- [To do]
Throughout the records below, find each line holding "stage" and copy it.

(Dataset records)
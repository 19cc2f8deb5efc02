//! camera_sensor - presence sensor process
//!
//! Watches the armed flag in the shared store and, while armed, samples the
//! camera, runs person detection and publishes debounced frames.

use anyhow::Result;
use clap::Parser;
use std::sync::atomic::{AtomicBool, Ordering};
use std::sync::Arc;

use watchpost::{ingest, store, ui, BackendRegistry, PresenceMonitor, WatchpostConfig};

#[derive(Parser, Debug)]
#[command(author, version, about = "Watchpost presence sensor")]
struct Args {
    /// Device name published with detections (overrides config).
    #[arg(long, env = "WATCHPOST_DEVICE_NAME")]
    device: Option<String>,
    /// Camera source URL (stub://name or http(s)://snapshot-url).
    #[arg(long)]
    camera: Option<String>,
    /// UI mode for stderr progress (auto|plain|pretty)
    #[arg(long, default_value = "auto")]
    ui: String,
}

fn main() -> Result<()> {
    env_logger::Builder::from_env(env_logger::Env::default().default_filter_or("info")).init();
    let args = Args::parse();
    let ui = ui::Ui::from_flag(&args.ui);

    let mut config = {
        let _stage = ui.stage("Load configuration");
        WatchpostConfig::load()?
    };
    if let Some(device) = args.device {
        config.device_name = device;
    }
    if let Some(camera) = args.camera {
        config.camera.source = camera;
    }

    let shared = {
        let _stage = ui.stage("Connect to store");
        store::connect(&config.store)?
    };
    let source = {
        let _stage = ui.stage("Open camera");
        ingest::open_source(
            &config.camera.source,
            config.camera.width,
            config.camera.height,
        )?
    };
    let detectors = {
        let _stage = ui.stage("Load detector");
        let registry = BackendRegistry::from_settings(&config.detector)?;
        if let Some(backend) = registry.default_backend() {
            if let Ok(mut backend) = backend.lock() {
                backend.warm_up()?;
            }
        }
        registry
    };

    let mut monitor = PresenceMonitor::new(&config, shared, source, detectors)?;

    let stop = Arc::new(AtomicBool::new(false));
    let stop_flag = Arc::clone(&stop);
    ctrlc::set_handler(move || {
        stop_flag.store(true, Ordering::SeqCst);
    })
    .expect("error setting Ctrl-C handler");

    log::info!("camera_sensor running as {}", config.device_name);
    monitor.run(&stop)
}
* * *
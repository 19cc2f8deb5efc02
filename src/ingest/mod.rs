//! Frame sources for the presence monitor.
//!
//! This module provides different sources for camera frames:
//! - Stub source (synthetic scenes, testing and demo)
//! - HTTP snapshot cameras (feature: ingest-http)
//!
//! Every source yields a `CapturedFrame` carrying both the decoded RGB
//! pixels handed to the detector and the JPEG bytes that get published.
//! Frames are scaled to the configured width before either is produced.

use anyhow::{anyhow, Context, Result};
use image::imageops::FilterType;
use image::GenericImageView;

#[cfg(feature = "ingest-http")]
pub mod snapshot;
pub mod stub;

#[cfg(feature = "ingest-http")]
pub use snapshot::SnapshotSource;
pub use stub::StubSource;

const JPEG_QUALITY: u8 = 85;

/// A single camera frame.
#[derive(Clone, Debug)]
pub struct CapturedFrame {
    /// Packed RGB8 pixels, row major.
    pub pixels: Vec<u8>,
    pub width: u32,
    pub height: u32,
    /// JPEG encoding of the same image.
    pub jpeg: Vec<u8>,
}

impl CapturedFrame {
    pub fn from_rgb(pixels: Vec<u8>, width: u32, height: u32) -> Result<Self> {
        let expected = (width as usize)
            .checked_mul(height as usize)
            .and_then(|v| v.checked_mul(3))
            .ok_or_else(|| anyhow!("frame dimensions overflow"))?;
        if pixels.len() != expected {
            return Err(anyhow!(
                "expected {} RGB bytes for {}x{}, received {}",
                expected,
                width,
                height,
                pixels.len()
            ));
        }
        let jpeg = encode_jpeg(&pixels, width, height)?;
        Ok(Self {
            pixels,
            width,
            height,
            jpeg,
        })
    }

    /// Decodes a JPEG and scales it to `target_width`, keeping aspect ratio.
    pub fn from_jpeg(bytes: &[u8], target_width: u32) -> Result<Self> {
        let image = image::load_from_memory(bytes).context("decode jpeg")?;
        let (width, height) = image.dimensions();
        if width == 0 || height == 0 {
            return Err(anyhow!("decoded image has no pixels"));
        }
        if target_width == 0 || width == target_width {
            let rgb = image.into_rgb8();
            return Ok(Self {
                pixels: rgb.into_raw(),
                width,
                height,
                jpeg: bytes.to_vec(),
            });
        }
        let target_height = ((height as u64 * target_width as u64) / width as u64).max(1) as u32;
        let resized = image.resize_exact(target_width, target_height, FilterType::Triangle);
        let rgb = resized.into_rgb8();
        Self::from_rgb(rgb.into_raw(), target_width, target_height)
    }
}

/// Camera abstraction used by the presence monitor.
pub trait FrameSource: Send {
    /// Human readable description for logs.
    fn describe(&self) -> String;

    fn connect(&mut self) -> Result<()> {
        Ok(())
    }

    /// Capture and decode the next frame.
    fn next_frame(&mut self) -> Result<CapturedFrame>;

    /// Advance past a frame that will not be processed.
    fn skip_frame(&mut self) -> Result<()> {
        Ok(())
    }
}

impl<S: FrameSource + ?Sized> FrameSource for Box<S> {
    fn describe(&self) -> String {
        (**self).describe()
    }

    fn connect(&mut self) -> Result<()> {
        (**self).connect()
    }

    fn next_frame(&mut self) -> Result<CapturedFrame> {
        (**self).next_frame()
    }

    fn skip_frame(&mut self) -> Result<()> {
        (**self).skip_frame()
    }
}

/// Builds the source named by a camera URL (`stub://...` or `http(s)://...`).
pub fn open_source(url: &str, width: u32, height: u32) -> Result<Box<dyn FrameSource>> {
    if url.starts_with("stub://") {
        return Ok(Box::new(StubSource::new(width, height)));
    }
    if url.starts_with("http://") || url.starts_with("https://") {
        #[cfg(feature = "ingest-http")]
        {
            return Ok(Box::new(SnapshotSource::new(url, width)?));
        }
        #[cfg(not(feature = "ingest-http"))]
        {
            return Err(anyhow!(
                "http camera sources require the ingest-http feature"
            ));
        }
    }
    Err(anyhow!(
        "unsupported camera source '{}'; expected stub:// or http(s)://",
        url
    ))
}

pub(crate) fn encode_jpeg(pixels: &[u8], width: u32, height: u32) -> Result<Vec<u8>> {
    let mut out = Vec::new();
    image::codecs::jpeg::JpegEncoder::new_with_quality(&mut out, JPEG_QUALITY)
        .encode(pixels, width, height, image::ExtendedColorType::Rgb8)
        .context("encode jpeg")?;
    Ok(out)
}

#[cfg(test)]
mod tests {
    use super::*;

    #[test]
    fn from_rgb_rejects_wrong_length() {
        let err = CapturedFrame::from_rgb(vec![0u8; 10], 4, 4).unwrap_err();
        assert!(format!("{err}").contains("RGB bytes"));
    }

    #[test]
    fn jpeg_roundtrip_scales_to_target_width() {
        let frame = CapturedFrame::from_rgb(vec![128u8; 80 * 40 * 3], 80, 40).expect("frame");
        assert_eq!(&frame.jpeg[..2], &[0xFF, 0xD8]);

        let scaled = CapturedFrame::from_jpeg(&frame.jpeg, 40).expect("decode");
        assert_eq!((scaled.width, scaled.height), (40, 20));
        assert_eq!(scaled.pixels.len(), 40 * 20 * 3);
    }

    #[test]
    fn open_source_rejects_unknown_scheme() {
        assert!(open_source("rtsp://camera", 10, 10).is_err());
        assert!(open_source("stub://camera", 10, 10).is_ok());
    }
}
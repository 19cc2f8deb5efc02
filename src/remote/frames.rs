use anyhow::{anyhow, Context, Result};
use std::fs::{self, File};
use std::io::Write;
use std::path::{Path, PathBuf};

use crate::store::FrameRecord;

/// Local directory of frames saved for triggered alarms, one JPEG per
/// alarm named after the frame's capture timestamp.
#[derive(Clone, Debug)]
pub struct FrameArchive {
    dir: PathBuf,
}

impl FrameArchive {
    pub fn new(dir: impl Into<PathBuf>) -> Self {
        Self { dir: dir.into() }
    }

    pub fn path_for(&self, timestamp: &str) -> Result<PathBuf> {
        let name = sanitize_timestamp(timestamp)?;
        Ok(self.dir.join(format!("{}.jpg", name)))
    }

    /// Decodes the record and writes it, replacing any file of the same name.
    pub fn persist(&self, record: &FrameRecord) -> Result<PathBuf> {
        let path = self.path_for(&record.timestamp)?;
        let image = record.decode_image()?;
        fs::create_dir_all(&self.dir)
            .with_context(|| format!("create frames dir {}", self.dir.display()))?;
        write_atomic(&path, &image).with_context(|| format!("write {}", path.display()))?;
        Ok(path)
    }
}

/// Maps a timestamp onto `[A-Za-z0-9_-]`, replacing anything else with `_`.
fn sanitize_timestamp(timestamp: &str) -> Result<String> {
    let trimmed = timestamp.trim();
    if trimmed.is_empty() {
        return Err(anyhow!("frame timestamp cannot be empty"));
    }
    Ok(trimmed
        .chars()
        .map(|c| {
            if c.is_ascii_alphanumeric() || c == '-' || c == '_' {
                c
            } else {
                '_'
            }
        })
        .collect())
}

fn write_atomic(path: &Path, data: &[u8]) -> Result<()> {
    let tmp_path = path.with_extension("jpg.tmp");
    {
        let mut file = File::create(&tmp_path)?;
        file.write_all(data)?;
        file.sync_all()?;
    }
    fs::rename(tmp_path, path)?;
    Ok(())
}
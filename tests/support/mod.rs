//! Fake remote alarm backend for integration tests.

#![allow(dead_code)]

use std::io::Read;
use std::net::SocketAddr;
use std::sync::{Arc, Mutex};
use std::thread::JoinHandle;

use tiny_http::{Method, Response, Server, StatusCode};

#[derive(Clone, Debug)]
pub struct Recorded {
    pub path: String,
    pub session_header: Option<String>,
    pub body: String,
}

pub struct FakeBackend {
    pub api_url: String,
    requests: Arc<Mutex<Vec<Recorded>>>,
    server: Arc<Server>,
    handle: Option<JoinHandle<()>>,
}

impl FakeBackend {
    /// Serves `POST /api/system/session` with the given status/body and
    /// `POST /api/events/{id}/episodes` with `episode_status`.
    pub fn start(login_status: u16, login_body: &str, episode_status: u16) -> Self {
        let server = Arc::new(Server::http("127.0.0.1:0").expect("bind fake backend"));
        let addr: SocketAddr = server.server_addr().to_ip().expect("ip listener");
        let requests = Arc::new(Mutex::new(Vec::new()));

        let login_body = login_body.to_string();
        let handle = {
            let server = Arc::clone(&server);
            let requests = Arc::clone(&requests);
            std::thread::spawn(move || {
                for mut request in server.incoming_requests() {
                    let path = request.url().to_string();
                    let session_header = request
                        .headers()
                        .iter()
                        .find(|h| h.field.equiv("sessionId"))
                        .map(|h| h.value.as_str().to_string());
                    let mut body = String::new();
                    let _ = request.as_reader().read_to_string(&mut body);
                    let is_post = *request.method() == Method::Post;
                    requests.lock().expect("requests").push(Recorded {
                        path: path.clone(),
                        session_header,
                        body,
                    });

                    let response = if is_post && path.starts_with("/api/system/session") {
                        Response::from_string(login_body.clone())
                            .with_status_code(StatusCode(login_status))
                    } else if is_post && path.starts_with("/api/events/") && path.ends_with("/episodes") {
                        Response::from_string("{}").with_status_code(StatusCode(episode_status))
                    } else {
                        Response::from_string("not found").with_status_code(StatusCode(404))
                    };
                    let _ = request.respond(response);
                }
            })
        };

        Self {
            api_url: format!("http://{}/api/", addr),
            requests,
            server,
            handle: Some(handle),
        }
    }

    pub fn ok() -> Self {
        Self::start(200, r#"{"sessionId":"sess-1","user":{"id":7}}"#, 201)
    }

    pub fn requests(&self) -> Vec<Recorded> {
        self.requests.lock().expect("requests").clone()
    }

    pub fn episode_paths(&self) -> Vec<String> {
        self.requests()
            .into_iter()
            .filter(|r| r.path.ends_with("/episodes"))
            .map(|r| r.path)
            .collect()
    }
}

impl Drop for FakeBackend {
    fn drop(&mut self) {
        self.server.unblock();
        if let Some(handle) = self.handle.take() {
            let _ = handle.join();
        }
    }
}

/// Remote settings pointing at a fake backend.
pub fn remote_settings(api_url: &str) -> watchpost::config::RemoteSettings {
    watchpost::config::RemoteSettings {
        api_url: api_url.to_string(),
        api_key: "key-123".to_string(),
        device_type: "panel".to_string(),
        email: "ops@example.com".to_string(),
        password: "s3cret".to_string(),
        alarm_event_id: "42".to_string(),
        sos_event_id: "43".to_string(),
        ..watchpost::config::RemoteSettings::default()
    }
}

- [Task solution]
        let _stage = ui.stage("Load configuration");
        let _stage = ui.stage("Connect to store");
        let _stage = ui.stage("Open camera");
        let _stage = ui.stage("Load detector");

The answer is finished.